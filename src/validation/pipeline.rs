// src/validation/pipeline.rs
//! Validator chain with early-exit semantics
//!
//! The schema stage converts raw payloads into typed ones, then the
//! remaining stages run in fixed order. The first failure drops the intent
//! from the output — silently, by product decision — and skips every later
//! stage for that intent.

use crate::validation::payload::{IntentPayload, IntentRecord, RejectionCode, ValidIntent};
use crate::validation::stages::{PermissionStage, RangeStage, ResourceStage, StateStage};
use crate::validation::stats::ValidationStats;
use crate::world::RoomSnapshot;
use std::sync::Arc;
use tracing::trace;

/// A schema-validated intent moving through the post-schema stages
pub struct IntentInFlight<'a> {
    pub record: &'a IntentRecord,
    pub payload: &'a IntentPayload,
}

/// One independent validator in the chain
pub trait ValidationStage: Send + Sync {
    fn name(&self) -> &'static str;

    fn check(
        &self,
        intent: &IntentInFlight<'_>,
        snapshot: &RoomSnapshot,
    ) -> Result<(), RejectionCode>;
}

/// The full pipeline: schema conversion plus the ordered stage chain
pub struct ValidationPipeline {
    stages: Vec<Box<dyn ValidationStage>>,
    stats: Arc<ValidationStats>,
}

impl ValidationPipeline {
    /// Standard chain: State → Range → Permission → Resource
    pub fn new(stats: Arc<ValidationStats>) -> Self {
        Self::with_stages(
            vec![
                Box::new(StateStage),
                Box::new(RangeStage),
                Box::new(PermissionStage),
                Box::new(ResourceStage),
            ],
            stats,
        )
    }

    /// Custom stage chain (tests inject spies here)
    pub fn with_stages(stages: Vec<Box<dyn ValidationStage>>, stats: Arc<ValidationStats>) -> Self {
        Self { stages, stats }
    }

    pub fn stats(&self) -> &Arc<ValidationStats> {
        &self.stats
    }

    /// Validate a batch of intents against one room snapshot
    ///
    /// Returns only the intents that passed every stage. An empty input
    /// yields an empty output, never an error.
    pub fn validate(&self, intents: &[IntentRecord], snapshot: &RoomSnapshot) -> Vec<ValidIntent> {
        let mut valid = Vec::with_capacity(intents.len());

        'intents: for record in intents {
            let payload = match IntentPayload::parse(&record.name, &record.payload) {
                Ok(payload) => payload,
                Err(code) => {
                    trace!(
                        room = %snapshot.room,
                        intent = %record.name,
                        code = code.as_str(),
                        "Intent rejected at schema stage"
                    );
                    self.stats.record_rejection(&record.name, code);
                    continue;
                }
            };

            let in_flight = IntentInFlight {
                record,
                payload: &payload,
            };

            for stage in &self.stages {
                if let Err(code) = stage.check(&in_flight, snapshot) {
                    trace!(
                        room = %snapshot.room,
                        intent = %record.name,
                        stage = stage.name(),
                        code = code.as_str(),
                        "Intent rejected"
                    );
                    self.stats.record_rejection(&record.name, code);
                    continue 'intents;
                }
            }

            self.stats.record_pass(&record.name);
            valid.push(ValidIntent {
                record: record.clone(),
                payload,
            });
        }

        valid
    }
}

——

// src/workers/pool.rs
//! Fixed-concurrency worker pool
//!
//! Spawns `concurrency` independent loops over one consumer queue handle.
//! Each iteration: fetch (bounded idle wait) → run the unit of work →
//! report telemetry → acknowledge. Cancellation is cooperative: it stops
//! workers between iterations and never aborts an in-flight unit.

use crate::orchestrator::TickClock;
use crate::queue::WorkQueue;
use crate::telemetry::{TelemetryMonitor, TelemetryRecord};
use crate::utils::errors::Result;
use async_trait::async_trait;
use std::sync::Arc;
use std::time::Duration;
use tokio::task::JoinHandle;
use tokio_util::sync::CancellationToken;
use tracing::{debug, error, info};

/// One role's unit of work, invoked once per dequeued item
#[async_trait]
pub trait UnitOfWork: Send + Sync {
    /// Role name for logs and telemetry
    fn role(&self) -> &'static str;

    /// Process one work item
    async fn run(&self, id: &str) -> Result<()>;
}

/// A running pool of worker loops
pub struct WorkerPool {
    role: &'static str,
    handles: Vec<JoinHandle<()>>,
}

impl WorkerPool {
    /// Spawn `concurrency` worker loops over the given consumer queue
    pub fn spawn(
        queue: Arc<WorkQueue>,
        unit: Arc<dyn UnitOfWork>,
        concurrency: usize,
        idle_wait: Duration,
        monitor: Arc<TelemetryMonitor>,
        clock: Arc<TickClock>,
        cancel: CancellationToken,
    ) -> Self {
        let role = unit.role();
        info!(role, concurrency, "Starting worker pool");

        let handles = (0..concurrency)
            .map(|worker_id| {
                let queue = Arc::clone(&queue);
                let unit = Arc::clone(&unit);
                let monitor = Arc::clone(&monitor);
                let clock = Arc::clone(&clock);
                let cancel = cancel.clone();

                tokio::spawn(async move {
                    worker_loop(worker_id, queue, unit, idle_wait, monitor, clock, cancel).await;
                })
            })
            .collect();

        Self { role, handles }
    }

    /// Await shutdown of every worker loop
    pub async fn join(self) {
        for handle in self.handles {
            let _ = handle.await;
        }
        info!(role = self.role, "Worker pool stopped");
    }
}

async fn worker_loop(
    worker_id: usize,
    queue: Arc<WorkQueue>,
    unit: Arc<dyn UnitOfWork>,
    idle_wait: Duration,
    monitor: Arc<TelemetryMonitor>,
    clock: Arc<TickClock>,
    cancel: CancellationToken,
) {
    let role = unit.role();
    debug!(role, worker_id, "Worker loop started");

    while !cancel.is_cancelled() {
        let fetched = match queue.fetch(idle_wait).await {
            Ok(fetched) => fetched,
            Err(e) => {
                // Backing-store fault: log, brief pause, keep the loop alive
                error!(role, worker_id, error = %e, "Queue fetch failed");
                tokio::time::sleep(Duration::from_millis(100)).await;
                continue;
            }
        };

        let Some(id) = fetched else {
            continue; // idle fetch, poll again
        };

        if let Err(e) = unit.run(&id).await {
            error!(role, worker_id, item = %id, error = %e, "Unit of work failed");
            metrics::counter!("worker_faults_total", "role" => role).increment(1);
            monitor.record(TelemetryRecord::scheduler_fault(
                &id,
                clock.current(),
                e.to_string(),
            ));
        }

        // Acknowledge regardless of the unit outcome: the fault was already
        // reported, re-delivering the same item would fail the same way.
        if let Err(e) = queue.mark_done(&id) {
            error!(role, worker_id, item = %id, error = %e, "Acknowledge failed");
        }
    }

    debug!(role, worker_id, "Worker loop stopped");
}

——

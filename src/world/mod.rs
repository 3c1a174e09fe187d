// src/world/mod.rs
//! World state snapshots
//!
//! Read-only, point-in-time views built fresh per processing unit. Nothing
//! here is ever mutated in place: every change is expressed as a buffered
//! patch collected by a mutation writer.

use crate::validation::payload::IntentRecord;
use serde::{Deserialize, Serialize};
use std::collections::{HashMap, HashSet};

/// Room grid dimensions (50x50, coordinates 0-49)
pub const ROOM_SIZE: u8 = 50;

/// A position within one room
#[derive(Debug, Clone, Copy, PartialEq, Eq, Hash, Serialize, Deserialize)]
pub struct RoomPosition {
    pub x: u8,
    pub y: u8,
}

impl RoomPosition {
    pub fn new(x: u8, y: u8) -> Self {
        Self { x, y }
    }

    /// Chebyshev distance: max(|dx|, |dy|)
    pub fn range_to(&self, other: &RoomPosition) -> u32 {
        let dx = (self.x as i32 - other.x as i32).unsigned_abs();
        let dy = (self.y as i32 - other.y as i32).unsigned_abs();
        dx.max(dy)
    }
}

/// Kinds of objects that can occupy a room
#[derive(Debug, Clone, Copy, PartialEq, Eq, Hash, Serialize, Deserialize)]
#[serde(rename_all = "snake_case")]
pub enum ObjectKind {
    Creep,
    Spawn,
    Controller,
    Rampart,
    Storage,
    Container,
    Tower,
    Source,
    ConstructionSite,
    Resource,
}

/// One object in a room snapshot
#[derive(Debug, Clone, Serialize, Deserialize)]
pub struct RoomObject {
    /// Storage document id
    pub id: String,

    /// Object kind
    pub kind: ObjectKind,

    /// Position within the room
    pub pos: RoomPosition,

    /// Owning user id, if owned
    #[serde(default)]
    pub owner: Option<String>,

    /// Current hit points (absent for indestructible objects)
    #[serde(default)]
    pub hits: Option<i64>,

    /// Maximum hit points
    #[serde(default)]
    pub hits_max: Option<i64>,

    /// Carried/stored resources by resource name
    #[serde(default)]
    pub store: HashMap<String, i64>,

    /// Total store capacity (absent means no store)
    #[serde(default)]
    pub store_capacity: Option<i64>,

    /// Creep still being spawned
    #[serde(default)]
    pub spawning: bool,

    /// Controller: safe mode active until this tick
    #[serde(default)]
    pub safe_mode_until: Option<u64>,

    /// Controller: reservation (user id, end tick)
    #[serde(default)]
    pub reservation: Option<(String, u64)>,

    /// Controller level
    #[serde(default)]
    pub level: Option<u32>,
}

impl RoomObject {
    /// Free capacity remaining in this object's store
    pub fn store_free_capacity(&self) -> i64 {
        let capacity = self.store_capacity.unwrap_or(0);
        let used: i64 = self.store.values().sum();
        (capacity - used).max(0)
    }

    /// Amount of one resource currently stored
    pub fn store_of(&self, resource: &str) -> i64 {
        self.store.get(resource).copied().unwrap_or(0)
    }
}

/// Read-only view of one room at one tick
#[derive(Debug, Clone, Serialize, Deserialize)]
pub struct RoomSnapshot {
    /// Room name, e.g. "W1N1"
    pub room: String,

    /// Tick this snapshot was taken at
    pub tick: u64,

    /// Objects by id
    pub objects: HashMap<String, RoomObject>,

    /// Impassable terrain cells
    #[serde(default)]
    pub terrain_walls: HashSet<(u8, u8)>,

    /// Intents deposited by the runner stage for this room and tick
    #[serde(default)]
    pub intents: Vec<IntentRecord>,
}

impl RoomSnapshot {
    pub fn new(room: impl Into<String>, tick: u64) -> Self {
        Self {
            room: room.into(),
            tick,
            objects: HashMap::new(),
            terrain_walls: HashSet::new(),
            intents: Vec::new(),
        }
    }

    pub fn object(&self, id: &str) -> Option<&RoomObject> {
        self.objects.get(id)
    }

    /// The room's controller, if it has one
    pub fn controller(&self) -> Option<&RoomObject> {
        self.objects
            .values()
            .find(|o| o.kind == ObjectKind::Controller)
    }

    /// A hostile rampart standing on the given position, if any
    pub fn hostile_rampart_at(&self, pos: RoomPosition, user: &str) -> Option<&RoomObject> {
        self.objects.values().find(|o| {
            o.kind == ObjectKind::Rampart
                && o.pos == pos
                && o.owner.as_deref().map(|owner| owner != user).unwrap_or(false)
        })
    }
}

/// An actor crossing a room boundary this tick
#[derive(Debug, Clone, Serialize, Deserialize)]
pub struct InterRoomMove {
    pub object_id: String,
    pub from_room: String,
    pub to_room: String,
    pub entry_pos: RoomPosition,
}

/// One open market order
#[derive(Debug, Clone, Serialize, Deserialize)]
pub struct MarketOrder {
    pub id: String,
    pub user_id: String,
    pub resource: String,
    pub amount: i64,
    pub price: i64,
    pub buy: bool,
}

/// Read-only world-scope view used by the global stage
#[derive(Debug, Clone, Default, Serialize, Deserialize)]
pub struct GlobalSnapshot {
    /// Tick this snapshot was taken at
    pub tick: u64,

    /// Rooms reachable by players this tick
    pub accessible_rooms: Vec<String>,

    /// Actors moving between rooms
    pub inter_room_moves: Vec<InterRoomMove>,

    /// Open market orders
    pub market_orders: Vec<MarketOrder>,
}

——

What is wanted is one number: how many lines in the listing hold the string "WorkerPool".

2